February 3, 1998 Library of Congress Receives Private Sector Gift To Digitize Rare Materials of Abraham Lincoln
Gift from Jones Family Foundation to Create "Mr. Lincoln's Virtual Library"
Contact: Guy Lamolinara (202) 707-9217
A generous donation to the National Digital Library Program of the Library of Congress from Donald G. Jones, Terri L. Jones and the Jones Family Foundation will make possible the digitization of the most important Lincoln materials at the Library of Congress. The gift will also help the Library forge partnerships with other major repositories of Lincolniana, creating a "virtual library" of Lincoln materials, linked via the Internet.
"Don Jones has been a friend of the Library and, since 1990, a supporter of our electronic initiatives," said Librarian of Congress James H. Billington. "He was instrumental in the establishment of our congressional database THOMAS and the National Digital Library Program, and now he is helping us again by making it possible for the Library to share with the nation its important and popular collections relating to Abraham Lincoln."
"I am pleased to be able to aid the Library of Congress in its important work in bringing the riches of its collections to all Americans," said Mr. Jones. "The National Digital Library Program is leading the way in making intellectual content freely available to students, scholars and lifelong learners anywhere, anytime."
The Library's richest manuscript collection of Lincoln materials is housed in the Robert Todd Lincoln Collection, deposited in the Library in 1919 by President Lincoln's only surviving son.

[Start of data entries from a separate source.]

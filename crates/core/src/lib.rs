//! Core of tapfarm: per-device automation instances driven by a game's
//! automation graph, supervised by a timeout watchdog and an orchestrator.

pub mod action;
pub mod controller;
pub mod cursor;
pub mod detect;
pub mod error;
pub mod executor;
pub mod game;
pub mod graph;
pub mod instance;
pub mod logger;
pub mod lua_rt;
pub mod macros;
pub mod orchestrator;
pub mod platform;
pub mod recovery;
pub mod settings;
pub mod sink;
pub mod sleep;
pub mod types;

#[cfg(any(test, feature = "testing"))]
pub mod testing;

use std::sync::{Mutex, MutexGuard, PoisonError};

/// Lock a mutex, recovering the data if a panicking holder poisoned it.
///
/// A panic inside one instance's run loop must not take the status feed or
/// its siblings down with it.
pub fn lock<T>(m: &Mutex<T>) -> MutexGuard<'_, T> {
    m.lock().unwrap_or_else(PoisonError::into_inner)
}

This unparalleled collection, first made available to the public in 1947, contains more than 15,000 items, including such treasures as Lincoln's drafts of the Emancipation Proclamation, his first inaugural address and letters about political and domestic troubles.
Additional treasures of Lincolniana came to the Library in 1950 through the generosity of Alfred Whital Stern of Chicago. Highlights of the more than 11,000 items in this collection include copies of three speeches delivered by Lincoln during his term as a U.S. representative from Illinois, Lincoln's scrapbook documenting his debates with Stephen A. Douglas during the Illinois senatorial campaign of 1858, and materials relating to the 1860 presidential election, his assassination and funeral.

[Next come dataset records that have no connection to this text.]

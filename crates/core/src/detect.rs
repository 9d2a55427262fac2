//! Template detection collaborator.

use std::path::PathBuf;
use std::process::Command;
use std::sync::atomic::{AtomicU64, Ordering};
use std::time::Duration;

use rand::Rng;

use crate::error::ActionError;
use crate::platform::{check_output, run_with_timeout};
use crate::types::{Detection, Frame, Point};

/// Locates a named template on a frame.
///
/// Implementations may return matches below `threshold`; [`find`] treats those
/// exactly like "not found".
pub trait Detector: Send + Sync {
    fn detect(&self, frame: &Frame, template: &str, threshold: f64) -> Result<Option<Detection>, ActionError>;
}

/// Detect `template` or explain why it is not usable.
pub fn find(detector: &dyn Detector, frame: &Frame, template: &str, threshold: f64) -> Result<Detection, ActionError> {
    match detector.detect(frame, template, threshold)? {
        Some(d) if d.confidence >= threshold => Ok(d),
        Some(d) => Err(ActionError::LowConfidence {
            template: template.to_string(),
            confidence: d.confidence,
            threshold,
        }),
        None => Err(ActionError::TemplateNotFound(template.to_string())),
    }
}

/// Random matches for `--stub` dry runs.
pub struct StubDetector {
    hit_rate: f64,
}

impl StubDetector {
    pub fn new(hit_rate: f64) -> Self {
        Self { hit_rate: hit_rate.clamp(0.0, 1.0) }
    }
}

impl Detector for StubDetector {
    fn detect(&self, frame: &Frame, _template: &str, threshold: f64) -> Result<Option<Detection>, ActionError> {
        let mut rng = rand::thread_rng();
        if !rng.gen_bool(self.hit_rate) {
            return Ok(None);
        }
        let w = frame.width.max(1) as i32;
        let h = frame.height.max(1) as i32;
        Ok(Some(Detection {
            at: Point::new(rng.gen_range(0..w), rng.gen_range(0..h)),
            confidence: rng.gen_range(threshold.min(0.99)..1.0),
        }))
    }
}

/// Runs an external matcher: `<program> <frame.png> <template.png> <threshold>`,
/// which prints `x y confidence` on a match and nothing otherwise.
pub struct CommandDetector {
    program: String,
    templates_dir: PathBuf,
    timeout: Duration,
    seq: AtomicU64,
}

impl CommandDetector {
    pub fn new(program: impl Into<String>, templates_dir: impl Into<PathBuf>) -> Self {
        Self {
            program: program.into(),
            templates_dir: templates_dir.into(),
            timeout: Duration::from_secs(10),
            seq: AtomicU64::new(0),
        }
    }

    fn template_path(&self, template: &str) -> Option<PathBuf> {
        ["png", "jpg", "jpeg"]
            .iter()
            .map(|ext| self.templates_dir.join(format!("{}.{}", template, ext)))
            .find(|p| p.is_file())
    }
}

/// Parse `x y confidence`; blank output means no match.
pub fn parse_match(output: &str) -> Result<Option<Detection>, ActionError> {
    let line = output.trim();
    if line.is_empty() {
        return Ok(None);
    }
    let parts: Vec<&str> = line.split_whitespace().collect();
    let bad = || ActionError::Detector(format!("unexpected detector output: {}", line));
    if parts.len() != 3 {
        return Err(bad());
    }
    let x = parts[0].parse::<f64>().map_err(|_| bad())?;
    let y = parts[1].parse::<f64>().map_err(|_| bad())?;
    let confidence = parts[2].parse::<f64>().map_err(|_| bad())?;
    Ok(Some(Detection { at: Point::new(x.round() as i32, y.round() as i32), confidence }))
}

impl Detector for CommandDetector {
    fn detect(&self, frame: &Frame, template: &str, threshold: f64) -> Result<Option<Detection>, ActionError> {
        let Some(template_path) = self.template_path(template) else {
            return Err(ActionError::Detector(format!(
                "no template image for '{}' in {}",
                template,
                self.templates_dir.display()
            )));
        };

        let n = self.seq.fetch_add(1, Ordering::Relaxed);
        let frame_path = std::env::temp_dir().join(format!("tapfarm-{}-{}.png", std::process::id(), n));
        std::fs::write(&frame_path, &frame.data).map_err(|e| ActionError::Detector(e.to_string()))?;

        let mut cmd = Command::new(&self.program);
        cmd.arg(&frame_path).arg(&template_path).arg(format!("{:.3}", threshold));
        let result = run_with_timeout(cmd, self.timeout)
            .and_then(|out| check_output(&self.program, out))
            .map_err(|e| ActionError::Detector(e.to_string()));
        std::fs::remove_file(&frame_path).ok();

        parse_match(&String::from_utf8_lossy(&result?.stdout))
    }
}

#[cfg(test)]
mod tests {
    use super::*;

    struct Fixed(Option<Detection>);

    impl Detector for Fixed {
        fn detect(&self, _: &Frame, _: &str, _: f64) -> Result<Option<Detection>, ActionError> {
            Ok(self.0)
        }
    }

    #[test]
    fn test_low_confidence_is_a_failure() {
        let d = Fixed(Some(Detection { at: Point::new(1, 1), confidence: 0.5 }));
        let err = find(&d, &Frame::default(), "btn", 0.8).unwrap_err();
        assert!(matches!(err, ActionError::LowConfidence { .. }));
    }

    #[test]
    fn test_match_at_threshold_is_found() {
        let d = Fixed(Some(Detection { at: Point::new(3, 4), confidence: 0.8 }));
        assert_eq!(find(&d, &Frame::default(), "btn", 0.8).unwrap().at, Point::new(3, 4));
    }

    #[test]
    fn test_missing_template_is_not_found() {
        let err = find(&Fixed(None), &Frame::default(), "btn", 0.8).unwrap_err();
        assert!(matches!(err, ActionError::TemplateNotFound(ref t) if t == "btn"));
    }

    #[test]
    fn test_parse_match() {
        assert_eq!(parse_match("  \n").unwrap(), None);
        let d = parse_match("120.4 33 0.91\n").unwrap().unwrap();
        assert_eq!(d.at, Point::new(120, 33));
        assert!((d.confidence - 0.91).abs() < 1e-9);
        assert!(parse_match("garbage").is_err());
    }

    #[test]
    fn test_stub_detector_respects_hit_rate_extremes() {
        let frame = Frame { data: Vec::new(), width: 100, height: 100 };
        assert!(StubDetector::new(0.0).detect(&frame, "x", 0.8).unwrap().is_none());
        let hit = StubDetector::new(1.0).detect(&frame, "x", 0.8).unwrap().unwrap();
        assert!(hit.confidence >= 0.8);
        assert!((0..100).contains(&hit.at.x));
    }
}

Lincoln read his first draft of the Emancipation Proclamation to his secretaries William Seward and Gideon Welles on July 13, 1862. Its text left the men nearly speechless, and Lincoln let the matter drop. He raised the subject again, during a Cabinet meeting on July 22, where the reaction was mixed. His mind was already made up, however, as the advice he sought concerned the style of the Proclamation, not its substance. This will be digitized along with such treasures as:
- Jan. 26, 1863, letter to Maj. Gen. Joseph Hooker placing him in command of the Army of the Potomac.
- July 1863 letter from Lincoln to Gen. George Meade, never sent, in which the president vented his distress over the escape of the Confederate Army following the battle of Gettysburg.
- Aug. 23, 1864, note from Lincoln to his Cabinet, in which he predicts his defeat in the 1864 election and the division of the country; he orders his Cabinet to assist the incoming administration.
- Aug. 18, 1837, letter to Mary Owens in which he details his frustration over a hasty and ill-advised commitment to marry a woman he hardly knew and had not seen for several years. Lincoln reveals his verbal dexterity as he extracts a voluntary rejection of his marriage proposal.
- Campaign banner supporting the candidacy of Lincoln in the presidential election of 1860.
- Lincoln on His Deathbed, a sketch by renowned artist Alfred Waud, drawn at Lincoln's death, April 14-15, 1865.
- 1860 ambrotype portrait of Lincoln by Preston Butler.
The National Digital Library Program of the Library of Congress is making freely available on the Internet the most important of the Library's collections relating to American history. This electronic archives, called American Memory, already offers more than two dozen collections, including Civil War photographs of Mathew Brady, items relating to slavery and the civil rights movement, daguerreotypes, early motion pictures, sound recording and panoramic maps. The THOMAS database provides current and historical information on the work of the U.S. Congress. By the year 2000, in collaboration with other institutions, millions of items will be available from this public-private initiative, 75 percent of which is being funded by the private sector.